In Jewish culture, it's the mother's line that traces your heredity. If your father was a Jew & your mother a goyim (gentile), you wouldn't be a jew. But if your mother was Jewish & your father a gentile, youl were still considered to be a full fledged Jew. So in this case, the legal right to the throne of David comes through Jesus' surrogate father Joseph, but because Jesus is not the direct descendant of Joseph, the curse placed on Jechoniah & his seed doesn't apply. Because Jesus is born of Mary, he is fully descended from the bloodline of David & is completely a "Seed/offspring of David".

So this is the complexity of it all & why the genealogies are included in Matthew & in Luke (& the passage in John basically is where John is looking at Jesus as God, as the eagle, & so his genealogy is that Jesus was "in the beginning with God & was God").

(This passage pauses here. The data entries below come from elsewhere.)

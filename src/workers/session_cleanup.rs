use chrono::{DateTime, Utc};

use crate::store::{Store, StoreError};

pub async fn run(store: &Store) {
    tracing::debug!("session_cleanup: start");
    match sweep(store, Utc::now()) {
        Ok(0) => tracing::debug!("session_cleanup: nothing expired"),
        Ok(count) => tracing::info!(cleaned = count, "session_cleanup: done"),
        Err(e) => tracing::error!(error = %e, "session_cleanup failed"),
    }
}

/// Removes sessions whose TTL ran out before `now`.
pub fn sweep(store: &Store, now: DateTime<Utc>) -> Result<u32, StoreError> {
    store.cleanup_expired_survey_sessions(now)
}

#[cfg(test)]
mod tests {
    use chrono::Duration;

    use super::*;
    use crate::store::operations::survey_sessions::SurveyRecord;
    use crate::survey::types::{Phase, SessionStatus, SurveySession};

    fn session(id: &str) -> SurveySession {
        SurveySession {
            id: id.to_string(),
            status: SessionStatus::Active,
            max_rank: 8000,
            current_rank: 2000,
            low_bound: 1,
            high_bound: 8000,
            phase: Phase::Coarse,
            history: vec![],
            pivot_triggered: false,
            pivot: None,
            pivot_failed: false,
            forced_fine_remaining: 0,
            step_scale: 1.0,
            verify_anchor: None,
            confidence: 0.0,
            hint: None,
            outstanding: None,
        }
    }

    #[test]
    fn sweep_only_removes_expired() {
        let dir = tempfile::tempdir().unwrap();
        let store = Store::open(dir.path().join("db").to_str().unwrap()).unwrap();
        store
            .put_survey_session(&SurveyRecord::new(session("short"), Duration::minutes(1)))
            .unwrap();
        store
            .put_survey_session(&SurveyRecord::new(session("long"), Duration::hours(2)))
            .unwrap();

        let removed = sweep(&store, Utc::now() + Duration::minutes(30)).unwrap();
        assert_eq!(removed, 1);
        assert_eq!(store.count_survey_sessions(), 1);
    }
}
use axum::extract::rejection::JsonRejection;
use axum::extract::{FromRequest, Request};
use serde::de::DeserializeOwned;

use crate::response::AppError;

/// `axum::Json<T>` whose rejection is an [`AppError`] with the standard
/// error body instead of axum's plain-text response.
pub struct JsonBody<T>(pub T);

#[axum::async_trait]
impl<S, T> FromRequest<S> for JsonBody<T>
where
    T: DeserializeOwned,
    S: Send + Sync,
{
    type Rejection = AppError;

    async fn from_request(req: Request, state: &S) -> Result<Self, Self::Rejection> {
        match axum::Json::<T>::from_request(req, state).await {
            Ok(axum::Json(value)) => Ok(JsonBody(value)),
            Err(rejection) => Err(json_rejection_to_app_error(rejection)),
        }
    }
}

fn json_rejection_to_app_error(rejection: JsonRejection) -> AppError {
    tracing::warn!(error = %rejection, "Rejected JSON request body");
    match rejection {
        // Data errors name the offending field, which is safe to echo back.
        JsonRejection::JsonDataError(e) => AppError::bad_request("INVALID_REQUEST_BODY", &e.body_text()),
        JsonRejection::MissingJsonContentType(_) => {
            AppError::bad_request("INVALID_REQUEST_BODY", "Expected Content-Type: application/json")
        }
        _ => AppError::bad_request("INVALID_REQUEST_BODY", "Malformed JSON request body"),
    }
}
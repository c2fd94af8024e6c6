use crate::store::keys;
use crate::store::{Store, StoreError};
use crate::survey::lexicon::RankedWord;

const VERSION_KEY: &str = "_meta:version";

struct Migration {
    name: &'static str,
    apply: fn(&Store) -> Result<(), StoreError>,
}

/// Version N is `MIGRATIONS[N - 1]`; append only.
const MIGRATIONS: &[Migration] = &[
    Migration { name: "001_initial", apply: initial },
    Migration { name: "002_lexicon_rank_keys", apply: rekey_lexicon_by_rank },
];

pub fn latest_version() -> u32 {
    MIGRATIONS.len() as u32
}

/// 执行所有未应用的数据库迁移。
///
/// 每个迁移必须幂等：进程可能在迁移完成后、写入版本号前崩溃，重启后会再次执行。
/// 版本号在每个迁移成功后立即持久化，且只能前进。
pub fn run(store: &Store) -> Result<(), StoreError> {
    let current = get_current_version(store)?;
    if current > latest_version() {
        tracing::warn!(current, latest = latest_version(), "Store was written by a newer build");
        return Ok(());
    }

    for (version, migration) in (1u32..).zip(MIGRATIONS).skip(current as usize) {
        tracing::info!(version, name = migration.name, "Running migration");
        (migration.apply)(store)?;
        set_version(store, version)?;
    }
    Ok(())
}

pub fn get_current_version(store: &Store) -> Result<u32, StoreError> {
    match store.meta.get(VERSION_KEY.as_bytes())? {
        Some(raw) => {
            let bytes: [u8; 4] = raw.as_ref().try_into().map_err(|_| StoreError::Migration {
                version: 0,
                message: format!("corrupt schema version ({} bytes)", raw.len()),
            })?;
            Ok(u32::from_be_bytes(bytes))
        }
        None => Ok(0),
    }
}

pub fn set_version(store: &Store, version: u32) -> Result<(), StoreError> {
    let current = get_current_version(store)?;
    if version < current {
        return Err(StoreError::Migration {
            version,
            message: format!("Refuse to downgrade from {} to {}", current, version),
        });
    }

    store.meta.insert(VERSION_KEY.as_bytes(), &version.to_be_bytes())?;
    Ok(())
}

fn initial(_store: &Store) -> Result<(), StoreError> {
    Ok(())
}

/// Early imports keyed lexicon words by bare id. Re-key them by rank so a
/// scan yields rank order.
fn rekey_lexicon_by_rank(store: &Store) -> Result<(), StoreError> {
    let mut rekeyed = 0usize;
    for item in store.lexicon_words.iter() {
        let (key, value) = item?;
        let word: RankedWord = Store::deserialize(&value)?;
        let expected = keys::lexicon_word_key(word.rank, &word.id)?;
        if key.as_ref() != expected.as_bytes() {
            store.lexicon_words.insert(expected.as_bytes(), value.clone())?;
            store.lexicon_words.remove(&key)?;
            rekeyed += 1;
        }
    }
    if rekeyed > 0 {
        tracing::info!(rekeyed, "Lexicon words re-keyed by rank");
    }
    Ok(())
}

This is one of those areas that people will often gloss over & won't catch the complexity of the whole thing & all the hoops God had to sort of jump through to fulfil these prophesies. It points out how God chose Joseph & Mary specifically to be Jesus's parents & so it points out how crucial we can be to His story (though on the flip side, if you look at Jechoniah, it can also show that God will work around people that are getting in the way of His story, too).